Esta cifra tiene una consecuencia práctica: la ausencia de síntomas no garantiza una flora equilibrada y, a la inversa, un flujo cuyo aspecto cambia merece una consulta, aunque no pique ni arda nada.
¿Vaginosis, candidiasis o ITS? La diferencia
La tabla que las diferencia
Es la confusión número uno, y tiene un coste: semanas perdidas tratando lo que no corresponde.
| Signo | Vaginosis bacteriana | Candidiasis vaginal | Vaginitis parasitaria |
|---|---|---|---|
| Aspecto del flujo | Fluidas, grisáceas o amarillentas | Blanquecinas y espesas, como leche cuajada | Espumosas, aireadas y abundantes |
| Olor | Marcado, con olor a pescado | Poco olor o ningún olor | Malolientes |
| Picor | Poco frecuentes | Predominantes | Frecuentes |
| Enrojecimiento e hinchazón de la vulva | Poco frecuentes | Frecuentes | Posibles |
| Tratamiento | Antibiótico con receta | Antifúngico | Antiparasitario |
| La pareja debe recibir tratamiento | No se recomienda en la práctica habitual | No, salvo que haya síntomas | Sí, es una ITS |
Desliza la tabla horizontalmente.
Por qué no funciona el antifúngico de farmacia
Un óvulo antifúngico de farmacia sin receta actúa sobre un hongo, Candida albicans en la inmensa mayoría de los casos. La vaginosis bacteriana se debe a bacterias. Por tanto, el tratamiento no tiene ningún motivo para funcionar, y el único efecto conseguido es retrasar aún más el tratamiento adecuado.

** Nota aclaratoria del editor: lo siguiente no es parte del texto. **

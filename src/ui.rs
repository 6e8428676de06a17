use colored::Colorize;
use std::time::{Duration, Instant};
use taskgraph::Observer;

/// Print an info message
pub fn info(msg: &str) {
    println!("{} {}", "ℹ".blue(), msg);
}

/// Print a success message
pub fn success(msg: &str) {
    println!("{} {}", "✓".green(), msg);
}

/// Print a warning message
pub fn warn(msg: &str) {
    println!("{} {}", "⚠".yellow(), msg);
}

/// Print an error message
pub fn error(msg: &str) {
    eprintln!("{} {}", "✗".red(), msg);
}

/// Print a dim/muted message
pub fn dim(msg: &str) {
    println!("  {}", msg.dimmed());
}

/// Print a header/title
pub fn header(title: &str) {
    println!();
    println!("{}", title.bold());
    println!("{}", "─".repeat(title.chars().count()).dimmed());
}

/// Print a key-value pair, padding the key to `width`
pub fn kv(key: &str, value: &str, width: usize) {
    println!("  {}  {}", format!("{key:<width$}").cyan(), value.dimmed());
}

/// Print a step indicator
pub fn step(msg: &str) {
    println!("{} {}", "→".blue().bold(), msg);
}

/// Format an elapsed time for task summaries
pub fn format_duration(elapsed: Duration) -> String {
    let secs = elapsed.as_secs();
    if secs >= 60 {
        format!("{}m{:02}s", secs / 60, secs % 60)
    } else if secs >= 1 {
        format!("{:.1}s", elapsed.as_secs_f64())
    } else {
        format!("{}ms", elapsed.as_millis())
    }
}

// ============================================================================
// Task progress
// ============================================================================

/// Prints task progress to the terminal.
#[derive(Default)]
pub struct TaskReporter {
    started: Vec<(String, Instant)>,
}

impl TaskReporter {
    pub fn new() -> Self {
        Self::default()
    }
}

impl Observer for TaskReporter {
    fn on_task_start(&mut self, task: &str) {
        println!("{} {}", "▶".cyan().bold(), task.bold());
        self.started.push((task.to_string(), Instant::now()));
    }

    fn on_task_finish(&mut self, task: &str, outcome: &taskgraph::Result<()>) {
        let elapsed = match self.started.pop() {
            Some((name, start)) if name == task => format_duration(start.elapsed()),
            _ => String::new(),
        };
        match outcome {
            Ok(()) => success(&format!("{task} {}", elapsed.dimmed())),
            Err(_) => error(&format!("{task} failed {}", elapsed.dimmed())),
        }
    }

    fn on_deferred(&mut self, _task: &str, label: &str) {
        dim(&format!("cleanup: {label}"));
    }

    fn on_deferred_failed(&mut self, task: &str, label: &str, err: &anyhow::Error) {
        warn(&format!("{task}: cleanup '{label}' failed: {err:#}"));
    }
}

#[cfg(test)]
mod tests {
    use super::*;

    #[test]
    fn test_format_duration() {
        assert_eq!(format_duration(Duration::from_millis(250)), "250ms");
        assert_eq!(format_duration(Duration::from_millis(1500)), "1.5s");
        assert_eq!(format_duration(Duration::from_secs(125)), "2m05s");
    }

    #[test]
    fn test_reporter_pairs_start_and_finish() {
        let mut reporter = TaskReporter::new();
        reporter.on_task_start("install");
        reporter.on_task_start("deploy");
        reporter.on_task_finish("deploy", &Ok(()));
        assert_eq!(reporter.started.len(), 1);
        reporter.on_task_finish("install", &Ok(()));
        assert!(reporter.started.is_empty());
    }
}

Si ya has tenido una infección vaginal por hongos y reconoces «lo mismo», desconfía precisamente de esa impresión: a simple vista se parecen, pero no se tratan en absoluto de la misma manera. Lo útil es fijarse en el olor y los picores, los dos criterios que mejor diferencian ambos cuadros.
A veces se olvida una tercera posibilidad: la Assurance Maladie incluye la sequedad vaginal y la intolerancia a un producto entre las posibles causas de vaginitis, junto con las infecciones. Por tanto, una molestia persistente no es necesariamente microbiana.
Las causas y los factores de riesgo
Qué debilita los lactobacilos
No existe una única causa. Lo importante es todo aquello que debilita la población de lactobacilos o eleva el pH vaginal.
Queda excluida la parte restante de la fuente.